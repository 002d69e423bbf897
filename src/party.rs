//! Alice and Bob as separate protocol participants.
//!
//! Each party keeps its secret bits in private fields; nothing in this
//! module hands one party a reference to the other's state. Information
//! moves between them only as the public messages the rest of the crate
//! defines, which keeps the public/private boundary checkable by
//! construction.

use rand::Rng;

use crate::states::{Basis, Measurement, Qubit};

fn parity_at(key: &[bool], positions: &[usize]) -> bool {
    positions.iter().fold(false, |acc, &p| acc ^ key[p])
}

fn discard_positions(key: &mut Vec<bool>, positions: &[usize]) {
    let mut drop = vec![false; key.len()];
    for &p in positions {
        drop[p] = true;
    }
    let mut index = 0;
    key.retain(|_| {
        let keep = !drop[index];
        index += 1;
        keep
    });
}

/// The sending party: generates random bits and bases, prepares qubits.
#[derive(Debug)]
pub struct Alice {
    bits: Vec<bool>,
    bases: Vec<Basis>,
    key: Vec<bool>,
}

impl Alice {
    /// Draw `n` random (bit, basis) pairs and the qubits encoding them.
    pub fn prepare<R: Rng>(n: usize, rng: &mut R) -> (Self, Vec<Qubit>) {
        let bits: Vec<bool> = (0..n).map(|_| rng.gen()).collect();
        let bases: Vec<Basis> = (0..n).map(|_| Basis::random(rng)).collect();
        let qubits = bits
            .iter()
            .zip(&bases)
            .map(|(&bit, &basis)| Qubit::prepare(bit, basis))
            .collect();
        let alice = Alice {
            bits,
            bases,
            key: Vec::new(),
        };
        (alice, qubits)
    }

    /// The public basis announcement.
    pub fn bases(&self) -> &[Basis] {
        &self.bases
    }

    /// Keep the bits at `indices` as the working sifted key.
    pub fn sift(&mut self, indices: &[usize]) {
        self.key = indices.iter().map(|&i| self.bits[i]).collect();
    }

    /// Publicly reveal the key bits at `positions`.
    pub fn reveal(&self, positions: &[usize]) -> Vec<bool> {
        positions.iter().map(|&p| self.key[p]).collect()
    }

    /// Drop `positions` from the working key; they are public now.
    pub fn discard(&mut self, positions: &[usize]) {
        discard_positions(&mut self.key, positions);
    }

    /// Parity of the key bits at `positions`.
    pub fn parity(&self, positions: &[usize]) -> bool {
        parity_at(&self.key, positions)
    }

    pub fn key(&self) -> &[bool] {
        &self.key
    }

    pub fn key_len(&self) -> usize {
        self.key.len()
    }

    #[cfg(test)]
    pub(crate) fn from_key_bits(key: Vec<bool>) -> Self {
        Alice {
            bits: Vec::new(),
            bases: Vec::new(),
            key,
        }
    }
}

/// The receiving party: adopts the measurement outcomes from the channel's
/// far end and corrects its copy of the key during reconciliation.
#[derive(Debug)]
pub struct Bob {
    bits: Vec<bool>,
    bases: Vec<Basis>,
    key: Vec<bool>,
}

impl Bob {
    pub fn from_measurements(measurements: &[Measurement]) -> Self {
        Bob {
            bits: measurements.iter().map(|m| m.bit).collect(),
            bases: measurements.iter().map(|m| m.basis).collect(),
            key: Vec::new(),
        }
    }

    /// The public basis announcement.
    pub fn bases(&self) -> &[Basis] {
        &self.bases
    }

    /// Keep the bits at `indices` as the working sifted key.
    pub fn sift(&mut self, indices: &[usize]) {
        self.key = indices.iter().map(|&i| self.bits[i]).collect();
    }

    /// Publicly reveal the key bits at `positions`.
    pub fn reveal(&self, positions: &[usize]) -> Vec<bool> {
        positions.iter().map(|&p| self.key[p]).collect()
    }

    /// Drop `positions` from the working key; they are public now.
    pub fn discard(&mut self, positions: &[usize]) {
        discard_positions(&mut self.key, positions);
    }

    /// Parity of the key bits at `positions`.
    pub fn parity(&self, positions: &[usize]) -> bool {
        parity_at(&self.key, positions)
    }

    /// Flip one key bit, the endpoint of a Cascade bisection.
    pub fn flip(&mut self, position: usize) {
        self.key[position] = !self.key[position];
    }

    pub fn key(&self) -> &[bool] {
        &self.key
    }

    pub fn key_len(&self) -> usize {
        self.key.len()
    }

    #[cfg(test)]
    pub(crate) fn from_key_bits(key: Vec<bool>) -> Self {
        Bob {
            bits: Vec::new(),
            bases: Vec::new(),
            key,
        }
    }
}

#[cfg(test)]
mod tests {
    use super::*;
    use rand::SeedableRng;
    use rand_chacha::ChaCha20Rng;

    #[test]
    fn prepared_qubits_encode_private_data() {
        let mut rng = ChaCha20Rng::seed_from_u64(20);
        let (alice, qubits) = Alice::prepare(64, &mut rng);
        assert_eq!(qubits.len(), 64);
        for (qubit, &basis) in qubits.iter().zip(alice.bases()) {
            assert_eq!(qubit.basis, basis);
        }
    }

    #[test]
    fn sift_selects_indices_in_order() {
        let mut bob = Bob::from_measurements(&[
            Measurement { bit: true, basis: Basis::Rectilinear },
            Measurement { bit: false, basis: Basis::Diagonal },
            Measurement { bit: true, basis: Basis::Diagonal },
            Measurement { bit: false, basis: Basis::Rectilinear },
        ]);
        bob.sift(&[0, 2, 3]);
        assert_eq!(bob.key(), &[true, true, false]);
    }

    #[test]
    fn discard_removes_exactly_the_given_positions() {
        let mut alice = Alice::from_key_bits(vec![true, false, true, true, false, false]);
        alice.discard(&[4, 1]);
        assert_eq!(alice.key(), &[true, true, true, false]);
    }

    #[test]
    fn parity_is_xor_over_positions() {
        let bob = Bob::from_key_bits(vec![true, true, false, true]);
        assert!(!bob.parity(&[0, 1]));
        assert!(bob.parity(&[0, 1, 3]));
        assert!(!bob.parity(&[]));
    }

    #[test]
    fn flip_toggles_one_bit() {
        let mut bob = Bob::from_key_bits(vec![false, false]);
        bob.flip(1);
        assert_eq!(bob.key(), &[false, true]);
    }
}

PROMPT:
Copy out each line of the material above, word for word, from the first down to the line containing "let bits: Vec<bool>". Add nothing.

TASK RESULT:
repository 002d69e423bbf897
filename src/party.rs
//! Alice and Bob as separate protocol participants.
//!
//! Each party keeps its secret bits in private fields; nothing in this
//! module hands one party a reference to the other's state. Information
//! moves between them only as the public messages the rest of the crate
//! defines, which keeps the public/private boundary checkable by
//! construction.

use rand::Rng;

use crate::states::{Basis, Measurement, Qubit};

fn parity_at(key: &[bool], positions: &[usize]) -> bool {
    positions.iter().fold(false, |acc, &p| acc ^ key[p])
}

fn discard_positions(key: &mut Vec<bool>, positions: &[usize]) {
    let mut drop = vec![false; key.len()];
    for &p in positions {
        drop[p] = true;
    }
    let mut index = 0;
    key.retain(|_| {
        let keep = !drop[index];
        index += 1;
        keep
    });
}

/// The sending party: generates random bits and bases, prepares qubits.
#[derive(Debug)]
pub struct Alice {
    bits: Vec<bool>,
    bases: Vec<Basis>,
    key: Vec<bool>,
}

impl Alice {
    /// Draw `n` random (bit, basis) pairs and the qubits encoding them.
    pub fn prepare<R: Rng>(n: usize, rng: &mut R) -> (Self, Vec<Qubit>) {
        let bits: Vec<bool> = (0..n).map(|_| rng.gen()).collect();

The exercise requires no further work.